_YOUR ASSIGNMENT_: Nothing left out, nothing added: return the full set of records.

Dataset entries
----------
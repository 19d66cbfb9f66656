#![forbid(unsafe_code)]

pub mod dashboard_service;
pub mod directory_service;
pub mod error;
pub mod scan_service;
pub mod sessions;

pub use posture_core::Clock;
pub use sessions as session;

pub use error::{DashboardError, DirectoryError, ScanError, SessionSetupError};

pub use dashboard_service::{Dashboard, DashboardService};
pub use directory_service::TherapistDirectory;
pub use scan_service::{ScanOutcome, ScanService};

pub use sessions::{
    PreparedSession, ProgressReporter, SessionCommand, SessionHandle, SessionOutcome,
    SessionRunner, SessionSetupService, SessionSnapshot,
};
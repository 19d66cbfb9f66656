#![forbid(unsafe_code)]

pub mod context;
pub mod gateway;
pub mod rest;

pub use context::ApiContext;
pub use rest::RestBackend;

pub use gateway::{
    AccountGateway, ApiError, Backend, DetectionGateway, InMemoryBackend, ProblemGateway,
    ProgressGateway, TherapistGateway,
};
----------
_RESULT OF THE EXERCISE_:
repository 19d66cbfb9f66656
#![forbid(unsafe_code)]

pub mod dashboard_service;
pub mod directory_service;
pub mod error;
pub mod scan_service;
pub mod sessions;

pub use posture_core::Clock;
pub use sessions as session;

pub use error::{DashboardError, DirectoryError, ScanError, SessionSetupError};

pub use dashboard_service::{Dashboard, DashboardService};
pub use directory_service::TherapistDirectory;
pub use scan_service::{ScanOutcome, ScanService};

pub use sessions::{
    PreparedSession, ProgressReporter, SessionCommand, SessionHandle, SessionOutcome,
    SessionRunner, SessionSetupService, SessionSnapshot,
};
repository 19d66cbfb9f66656
#![forbid(unsafe_code)]

pub mod context;
pub mod gateway;
pub mod rest;

pub use context::ApiContext;
pub use rest::RestBackend;

pub use gateway::{
    AccountGateway, ApiError, Backend, DetectionGateway, InMemoryBackend, ProblemGateway,
    ProgressGateway, TherapistGateway,
};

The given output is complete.